AstraZeneca Tezspire approved for self administration in US with new pre filled pen
The Tezspire pre-filled pen enables patients and caregivers to self-administer the medicine at home or in clinic via a simple process.;
UK: AstraZeneca and Amgen's Tezspire (tezepelumab) has been approved in the US for self-administration in a pre-filled, single-use pen for patients aged 12 years and older with severe asthma.
Tezspire will be available as a fixed-dose 210mg subcutaneous injection via a pre-filled, single-use auto-injector (the Tezspire pre-filled pen) or via a pre-filled, single-use syringe (the Tezspire pre-filled syringe). Both are administered every four weeks.
The Tezspire pre-filled pen enables patients and caregivers to self-administer the medicine at home or in clinic via a simple process. The device is fitted with a safety guard and viewing window and has audible clicks at the start and end of the injection to guide patients.
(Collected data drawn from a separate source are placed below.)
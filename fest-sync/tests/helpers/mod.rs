//! Test Helper Utilities
//!
//! Shared fixtures and database helpers for fest-sync integration tests

#![allow(dead_code)]

pub mod db_utils;
pub mod fixtures;

pub use db_utils::{count_rows, create_test_store, reopen_store};
pub use fixtures::{at, event, event_at_venue, event_with_fine_times, venue};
The approval by the US Food and Drug Administration (FDA) was based on results from the PATHFINDER clinical trial programme, which included results from the PATH-BRIDGE Phase I trial and the PATH-HOME Phase III trial. The majority (92%) of healthcare providers, patients and caregivers were able to successfully administer Tezspire both in the clinic and at home throughout the PATH-HOME trial. The improvements in asthma control and the safety profile of Tezspire observed in the PATH-HOME trial were consistent with previous clinical trials.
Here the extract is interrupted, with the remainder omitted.